use {
    crate::{
        chain::Chain,
        observe::{Handler, Source},
    },
    std::{
        marker::PhantomData,
        sync::{Arc, RwLock},
    },
};

//<<<<>>>><<>><><<>><<<*>>><<>><><<>><<<<>>>>

impl<Out, Src> Chain<Out, Src>
where
    Out: Clone + Send + Sync + 'static,
    Src: Source,
{
    /// Join two chains, emitting whenever either side fires. The side that
    /// did not fire is `None`, so downstream can tell which one changed.
    pub fn pair<B, Other>(self, other: Chain<B, Other>) -> Chain<(Option<Out>, Option<B>), Src>
    where
        B: Clone + Send + Sync + 'static,
        Other: Source,
    {
        let build = self.build;
        let other_build = other.build;
        Chain {
            build: Box::new(move |valid, next| {
                let left: Handler<Out> = {
                    let next = next.clone();
                    Arc::new(move |value: &Out| next(&(Some(value.clone()), None)))
                };
                let right: Handler<B> =
                    Arc::new(move |value: &B| next(&(None, Some(value.clone()))));

                let mut hooks = build(valid.clone(), left);
                hooks.extend(other_build(valid, right).into_iter().map(|mut hook| {
                    hook.replay = None;
                    hook
                }));
                hooks
            }),
            _src: PhantomData,
        }
    }

    /// Join two chains into the latest value of each. Emits once both sides
    /// have fired at least once, then on every subsequent firing of either.
    pub fn combine<B, Other>(self, other: Chain<B, Other>) -> Chain<(Out, B), Src>
    where
        B: Clone + Send + Sync + 'static,
        Other: Source,
    {
        let build = self.build;
        let other_build = other.build;
        Chain {
            build: Box::new(move |valid, next| {
                let latest = Arc::new(RwLock::new((None::<Out>, None::<B>)));

                let left: Handler<Out> = {
                    let latest = latest.clone();
                    let next = next.clone();
                    Arc::new(move |value: &Out| {
                        let ready = {
                            let mut latest = latest.write().unwrap();
                            latest.0 = Some(value.clone());
                            latest.0.clone().zip(latest.1.clone())
                        };
                        if let Some(both) = ready {
                            next(&both);
                        }
                    })
                };
                let right: Handler<B> = Arc::new(move |value: &B| {
                    let ready = {
                        let mut latest = latest.write().unwrap();
                        latest.1 = Some(value.clone());
                        latest.0.clone().zip(latest.1.clone())
                    };
                    if let Some(both) = ready {
                        next(&both);
                    }
                });

                let mut hooks = build(valid.clone(), left);
                hooks.extend(other_build(valid, right).into_iter().map(|mut hook| {
                    hook.replay = None;
                    hook
                }));
                hooks
            }),
            _src: PhantomData,
        }
    }
}

//<<<<>>>><<>><><<>><<<*>>><<>><><<>><<<<>>>>
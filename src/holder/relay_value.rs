use {
    crate::observe::{Broadcast, Fetchable, Observer, Sink, Source},
    std::sync::{Arc, RwLock},
};

//<<<<>>>><<>><><<>><<<*>>><<>><><<>><<<<>>>>

/// Event of a holder whose value is itself observable: either the stored
/// value was swapped, or the stored value reported a change of its own.
#[derive(Clone)]
pub enum RelayValueEvent<V>
where
    V: Source,
{
    Current(V),
    Relayed { value: V, event: V::Value },
}

//<<<<>>>><<>><><<>><<<*>>><<>><><<>><<<<>>>>

struct RelayValueState<V>
where
    V: Source,
{
    value: V,
    relay: Option<Observer>,
}

impl<V> Drop for RelayValueState<V>
where
    V: Source,
{
    fn drop(&mut self) {
        if let Some(relay) = &self.relay {
            relay.invalidate();
        }
    }
}

//<<<<>>>><<>><><<>><<<*>>><<>><><<>><<<<>>>>

/// Observable scalar over an observable value. Exactly one relay
/// subscription follows the currently stored value; swapping the value
/// invalidates the old relay before the new one takes over.
///
/// The relay holds only weak references back to this holder, so it never
/// extends the holder's lifetime; a relayed event looks the stored value up
/// at delivery time.
pub struct RelayableHolder<V>
where
    V: Source,
{
    state: Arc<RwLock<RelayValueState<V>>>,
    cast: Broadcast<RelayValueEvent<V>>,
}

impl<V> RelayableHolder<V>
where
    V: Source,
{
    pub fn new(value: V) -> Self {
        let holder = RelayableHolder {
            state: Arc::new(RwLock::new(RelayValueState {
                value: value.clone(),
                relay: None,
            })),
            cast: Broadcast::new(),
        };
        let relay = holder.relay(&value);
        holder.state.write().unwrap().relay = Some(relay);
        holder
    }

    pub fn value(&self) -> V {
        self.state.read().unwrap().value.clone()
    }

    pub fn set(&self, value: V) {
        let old = {
            let mut state = self.state.write().unwrap();
            state.value = value.clone();
            state.relay.replace(self.relay(&value))
        };
        if let Some(old) = old {
            old.invalidate();
        }
        self.cast.send(&RelayValueEvent::Current(value));
    }

    fn relay(&self, value: &V) -> Observer {
        let weak_state = Arc::downgrade(&self.state);
        let weak_cast = self.cast.downgrade();
        value
            .chain()
            .each(move |event: &V::Value| {
                let (Some(state), Some(cast)) = (weak_state.upgrade(), weak_cast.upgrade())
                else {
                    return;
                };
                let value = { state.read().unwrap().value.clone() };
                cast.send(&RelayValueEvent::Relayed {
                    value,
                    event: event.clone(),
                });
            })
            .end()
    }
}

impl<V> Clone for RelayableHolder<V>
where
    V: Source,
{
    fn clone(&self) -> Self {
        RelayableHolder {
            state: self.state.clone(),
            cast: self.cast.clone(),
        }
    }
}

//<<<<>>>><<>><><<>><<<*>>><<>><><<>><<<<>>>>

impl<V> Source for RelayableHolder<V>
where
    V: Source,
{
    type Value = RelayValueEvent<V>;

    fn broadcast(&self) -> Broadcast<RelayValueEvent<V>> {
        self.cast.clone()
    }

    fn replay_value(&self) -> Option<RelayValueEvent<V>> {
        self.fetched_value()
    }
}

impl<V> Fetchable for RelayableHolder<V>
where
    V: Source,
{
    fn fetched_value(&self) -> Option<RelayValueEvent<V>> {
        Some(RelayValueEvent::Current(self.value()))
    }
}

impl<V> Sink for RelayableHolder<V>
where
    V: Source,
{
    type Value = V;

    fn receive(&self, value: &V) {
        self.set(value.clone());
    }
}

//<<<<>>>><<>><><<>><<<*>>><<>><><<>><<<<>>>>

#[cfg(test)]
mod tests {
    use crate::{
        holder::{relay_value::*, Holder},
        observe::Source,
    };
    use std::sync::{Arc, RwLock};

    #[test]
    fn relays_inner_changes1() {
        let inner = Holder::new(0);
        let holder = RelayableHolder::new(inner.clone());

        let events = Arc::new(RwLock::new(Vec::new()));

        let observer = {
            let events = events.clone();
            holder
                .chain()
                .each(move |event: &RelayValueEvent<Holder<i32>>| {
                    events.write().unwrap().push(event.clone())
                })
                .sync()
        };

        assert_eq!(events.read().unwrap().len(), 1);

        inner.set(1);

        assert_eq!(events.read().unwrap().len(), 2);
        match &events.read().unwrap()[1] {
            RelayValueEvent::Relayed { value, event } => {
                assert_eq!(value, &Holder::new(1));
                assert_eq!(*event, 1);
            }
            _ => panic!("expected a relayed event"),
        }

        // swapping the value retires the old relay
        let inner2 = Holder::new(2);
        holder.set(inner2.clone());

        assert_eq!(events.read().unwrap().len(), 3);

        inner.set(10);

        assert_eq!(events.read().unwrap().len(), 3);

        inner2.set(3);

        assert_eq!(events.read().unwrap().len(), 4);

        observer.invalidate();
    }

    #[test]
    fn value_follows_set1() {
        let holder = RelayableHolder::new(Holder::new(0));

        assert_eq!(holder.value(), Holder::new(0));

        holder.set(Holder::new(1));

        assert_eq!(holder.value(), Holder::new(1));
    }
}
==*==
__TASK DESCRIPTION__. All lines in the listing above with the string "struct" should be returned.

__RESULT OF THE EXERCISE__.
struct RelayValueState<V>
pub struct RelayableHolder<V>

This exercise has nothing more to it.